Blogs Mike Jacka, CIA, CPA, CPCU, CLU Feb 22, 2019
I thoroughly enjoy doing just that, turning the tables on internal audit departments. In fact, it is a part of the sessions I lead on process improvement — applying process mapping and customer mapping techniques to internal audit processes.
Well, it seems there is another opportunity for all you internal audit shops out there.
In April, I’ll be facilitating The IIA’s “Fundamentals of Risk-based Auditing” seminar in New York, and I’ve started going over the materials. Within those materials is an exercise related to how organizations develop risk appetite statements.
Now, I believe internal auditors struggle with the concepts of risk appetite and tolerance. (Actually, I think most organizations, while giving lip service to it, don’t really know how to effectively articulate it. Actually, I’m not sure many give lip-service to it. But I promised myself that, since this is a Friday post, I’d make this short, so I’ll stop this sidetrack in its tracks.)
Anything internal auditors can do to enhance their understanding on this subject is a good thing. So, here’s a fun little task for you — an exercise that, through a set of relatively simple questions, allows each of us to not only enhance our understanding of risk appetite, but actually experience real-world application of the concepts and techniques.
First, do you even understand what the risks are to the internal audit department achieving its objectives? (I find very few departments have actually thought in terms of risks to achieving internal audit’s objectives. That’s assuming they have either articulated or can even state their objectives.)
Second, does the department understand how it will take on or avoid risks to achieve the desired objectives? (Again, few internal audit departments think in terms of the way their department responds to risks and what the actual controls within the department are.)

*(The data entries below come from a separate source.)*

use anyhow::{Context, Result};
use clap::Parser;
use std::path::{Path, PathBuf};
use std::process::ExitCode;

use scaffold_cli::bindings::{Answers, Defaults, build_symbol_table};
use scaffold_cli::config::{CONFIG_FILE_NAME, MergedConfig, load_config_at, load_merged_config};
use scaffold_cli::materialize::Materializer;
use scaffold_cli::policy::{Pattern, PatternSet, Policy};
use scaffold_cli::symbols::{Symbol, SymbolTable};

#[derive(Parser)]
#[command(name = "scaffold")]
#[command(
	author,
	version,
	about = "CLI tool for materializing project templates with symbol substitution"
)]
#[command(arg_required_else_help = true)]
struct Cli {
	/// Directory to create the new project in
	#[arg(required_unless_present = "show_config")]
	destination: Option<PathBuf>,

	/// Template directory to copy from
	#[arg(short, long, value_name = "DIR")]
	template: PathBuf,

	/// Product name, e.g. MyAwesomeProject (CamelCase, no whitespace)
	#[arg(short, long, value_name = "NAME")]
	product_name: Option<String>,

	/// Organization name used in copyright headers
	#[arg(long, value_name = "NAME")]
	organization_name: Option<String>,

	/// Organization ID in reverse domain notation, e.g. com.example
	#[arg(long, value_name = "ID")]
	organization_id: Option<String>,

	/// Your name
	#[arg(long, value_name = "NAME")]
	author: Option<String>,

	/// Bind any symbol by name; wins over every other source
	#[arg(long = "set", value_name = "SYMBOL=VALUE")]
	assignments: Vec<String>,

	/// Use this config file instead of discovering one
	#[arg(short, long, value_name = "FILE")]
	config: Option<PathBuf>,

	/// Print the effective policy and defaults, then exit
	#[arg(long)]
	show_config: bool,
}

fn main() -> ExitCode {
	env_logger::Builder::from_env(env_logger::Env::default().default_filter_or("info")).init();

	match run() {
		Ok(code) => code,
		Err(e) => {
			eprintln!("error: {e:?}");
			ExitCode::FAILURE
		}
	}
}

fn run() -> Result<ExitCode> {
	let cli = Cli::parse();

	let config = match cli.config {
		Some(ref path) => load_config_at(path)
			.with_context(|| format!("Failed to load config {}", path.display()))?,
		None => load_merged_config(&cli.template).context("Failed to load configuration")?,
	};

	let mut policy = Policy::from_config(&config.policy).context("Invalid policy")?;
	policy
		.skip_files
		.push(Pattern::Exact(CONFIG_FILE_NAME.to_string()));

	let defaults = Defaults {
		author: author_from_env(),
		..Defaults::builtin()
	}
	.overridden_by(&config.defaults);

	if cli.show_config {
		return handle_show_config(&config, &policy, &defaults);
	}

	let Some(destination) = cli.destination else {
		anyhow::bail!("A destination directory is required");
	};

	let answers = Answers {
		product_name: cli.product_name,
		organization_name: cli.organization_name,
		organization_id: cli.organization_id,
		author: cli.author,
		assignments: cli.assignments,
	};
	let today = chrono::Local::now().date_naive();
	let symbols =
		build_symbol_table(&answers, &defaults, today).context("Invalid project values")?;

	handle_materialize(&cli.template, &destination, &symbols, &policy)
}

/// Login name of the current user, used when no author is configured.
fn author_from_env() -> Option<String> {
	["USER", "USERNAME"]
		.iter()
		.filter_map(|var| std::env::var(var).ok())
		.find(|value| !value.trim().is_empty())
}

fn handle_materialize(
	template: &Path,
	destination: &Path,
	symbols: &SymbolTable,
	policy: &Policy,
) -> Result<ExitCode> {
	println!(
		"Copying the template at {} to {} with:",
		template.display(),
		destination.display()
	);
	for (symbol, value) in symbols.iter() {
		println!("  {symbol} = {value:?}");
	}
	println!();

	let report = Materializer::new(template, destination, symbols, policy)
		.run()
		.with_context(|| format!("Failed to materialize {}", template.display()))?;

	let product_name = symbols.value_of(Symbol::ProductName).unwrap_or_default();
	println!(
		"Generated {} files ({} copied verbatim, {} entries skipped).",
		report.written.len(),
		report.verbatim.len(),
		report.skipped.len()
	);
	println!();
	println!("Your new project has been generated. You should now do the following:");
	println!();
	println!("  cd {}", destination.display());
	println!("  open {}.xcodeproj", product_name);
	println!();
	println!("Then, in Xcode, you should verify that you can build and run the project.");

	Ok(ExitCode::SUCCESS)
}

fn handle_show_config(
	config: &MergedConfig,
	policy: &Policy,
	defaults: &Defaults,
) -> Result<ExitCode> {
	if config.sources.is_empty() {
		println!("No configuration files found; using built-in policy.");
	} else {
		println!("Configuration files (in cascade order):");
		for source in &config.sources {
			println!("  {}", source.display());
		}
	}
	println!();

	println!("[policy]");
	print_patterns("skip-dirs", &policy.skip_dirs);
	print_patterns("skip-files", &policy.skip_files);
	print_patterns("quote-values-in", &policy.quote_values_in);
	print_patterns("verbatim", &policy.verbatim);
	println!();

	println!("[defaults]");
	let entries = [
		("organization-name", &defaults.organization_name),
		("organization-id", &defaults.organization_id),
		("author", &defaults.author),
	];
	for (key, value) in entries {
		match value {
			Some(value) => println!("{key} = {value:?}"),
			None => println!("# {key} is not set"),
		}
	}

	Ok(ExitCode::SUCCESS)
}

fn print_patterns(key: &str, patterns: &PatternSet) {
	let rendered: Vec<String> = patterns
		.iter()
		.map(|pattern| format!("{:?}", pattern.as_source()))
		.collect();
	println!("{key} = [{}]", rendered.join(", "));
}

Next, is that acceptance of risk measurable? Does the department know when it is taking on additional risk — let alone whether it can handle it — and how much it is willing to accept?
Finally, can the department articulate its appetite for risk to the point where everyone in the department understands and can state it? And from that, do they understand how to react as situations change and the type and impact of risks change?
If you have actually gone through this exercise, or decide to do so now, I would be very interested in the results. Feel free to share them.
But for everyone else, take the time. As with so many other areas, how can we begin to expect people to accept what we have to say about a subject when we haven’t even subjected ourselves to that scrutiny. The best way to understand what we are preaching and then forcing down everyone’s throat is to do some force-feeding to ourselves.